Commanders and leaders
- Sir William Howe John Montresor Lord Richard Howe: Samuel Smith Simeon Thayer John Hazelwood

Strength
- 2,000 troops, naval squadron: 450 & reinforcements river flotilla

Casualties and losses
- 58 captured, over 62 killed HMS Augusta (64) scuttled HMS Merlin (18) sunk: 250 killed and wounded entire river flotilla scuttled

= Siege of Fort Mifflin =

1777 battle of the American Revolutionary War

The siege of Fort Mifflin or the siege of Mud Island Fort, which took place from September 26 to November 16, 1777, saw British land batteries commanded by Captain John Montresor and a British naval squadron under Vice Admiral Lord Richard Howe attempt to capture an American fort in the Delaware River that was commanded by Lieutenant Colonel Samuel Smith. The operation finally succeeded after Smith was wounded. His successor, Major Simeon Thayer, subsequently evacuated the fort on the night of November 15, enabling British troops to occupy the place the following morning.

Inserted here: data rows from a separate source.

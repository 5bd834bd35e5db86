// ==========================================
// 非洲关键矿产数据看板 - 产量统计实体
// ==========================================
// 复合主键: (国家, 矿种, 年份)，加载时必须唯一
// 数量非负，单位以矿种 unit 为准
// ==========================================

use serde::{Deserialize, Serialize};
use std::fmt;

// ==========================================
// StatKey - 产量统计复合键
// ==========================================
// BTreeMap 键序即 (国家, 矿种, 年份) 字典序，保证聚合输出确定性
#[derive(Debug, Clone, PartialEq, Eq, PartialOrd, Ord, Hash, Serialize, Deserialize)]
pub struct StatKey {
    /// 国家 ISO 代码
    pub country: String,
    /// 矿种代码
    pub mineral: String,
    /// 统计年份
    pub year: i32,
}

impl StatKey {
    pub fn new(country: impl Into<String>, mineral: impl Into<String>, year: i32) -> Self {
        Self {
            country: country.into(),
            mineral: mineral.into(),
            year,
        }
    }
}

impl fmt::Display for StatKey {
    fn fmt(&self, f: &mut fmt::Formatter<'_>) -> fmt::Result {
        write!(f, "({}, {}, {})", self.country, self.mineral, self.year)
    }
}

// ==========================================
// ProductionStat - 产量统计
// ==========================================

/// 年度产量统计
#[derive(Debug, Clone, PartialEq, Serialize, Deserialize)]
pub struct ProductionStat {
    /// 国家 ISO 代码
    pub country_iso: String,
    /// 矿种代码
    pub mineral_code: String,
    /// 统计年份
    pub year: i32,
    /// 产量（单位以矿种 unit 为准，非负）
    pub quantity: f64,
    /// 出口额（十亿美元，可选补充口径）
    pub export_value_billion_usd: Option<f64>,
    /// 数据来源引用（自由文本）
    pub source: Option<String>,
}

impl ProductionStat {
    /// 该条统计的复合键
    pub fn key(&self) -> StatKey {
        StatKey::new(
            self.country_iso.clone(),
            self.mineral_code.clone(),
            self.year,
        )
    }
}

// ==========================================
// 导入中间结构
// ==========================================

/// 产量统计表原始行记录（字段映射输出，未经校验）
#[derive(Debug, Clone, Default)]
pub struct RawProductionRecord {
    pub country_iso: Option<String>,
    pub mineral_code: Option<String>,
    pub year: Option<i32>,
    pub quantity: Option<f64>,
    pub export_value_billion_usd: Option<f64>,
    pub source: Option<String>,
    /// 源文件行号（用于校验报告）
    pub row_number: usize,
}

#[cfg(test)]
mod tests {
    use super::*;

    #[test]
    fn test_stat_key_ordering() {
        // 键序: 国家 → 矿种 → 年份
        let a = StatKey::new("CD", "CO", 2023);
        let b = StatKey::new("CD", "CU", 2021);
        let c = StatKey::new("ZM", "CO", 2020);
        assert!(a < b);
        assert!(b < c);
    }

    #[test]
    fn test_stat_key_display() {
        let key = StatKey::new("CD", "CO", 2023);
        assert_eq!(key.to_string(), "(CD, CO, 2023)");
    }
}
// ==========================================
// 非洲关键矿产数据看板 - 快照仓储层错误类型
// ==========================================
// 工具: thiserror 派生宏
// ==========================================

use thiserror::Error;

/// 快照仓储层错误类型
#[derive(Error, Debug)]
pub enum StoreError {
    // ===== 并发控制错误 =====
    #[error("快照锁获取失败: {0}")]
    LockError(String),

    // ===== 状态错误 =====
    #[error("尚未发布任何快照")]
    NoSnapshotPublished,

    // ===== 通用错误 =====
    #[error("内部错误: {0}")]
    InternalError(String),

    #[error(transparent)]
    Other(#[from] anyhow::Error),
}

/// Result 类型别名
pub type StoreResult<T> = Result<T, StoreError>;
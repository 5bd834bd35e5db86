// ==========================================
// 非洲关键矿产数据看板 - 应用层
// ==========================================
// 职责: 应用状态装配与默认路径解析
// ==========================================

pub mod state;

pub use state::{get_default_config_path, get_default_data_dir, AppState};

After General Sir William Howe's British-Hessian army occupied Philadelphia, Pennsylvania on September 26, 1777, it became necessary to supply his troops. Fort Mifflin on Mud Island in the middle of the Delaware and Fort Mercer at Red Bank, New Jersey, together with river obstructions and a small flotilla under Commodore John Hazelwood prevented the Royal Navy from shipping provisions into the city. With Philadelphia effectively blockaded by the Americans, the Howe brothers were forced to lay siege to Fort Mifflin in order to clear the river.
A Hessian attempt to storm Fort Mercer failed with heavy losses on October 22 in the Battle of Red Bank. Two British warships which had run aground near Mud Island were destroyed the next day.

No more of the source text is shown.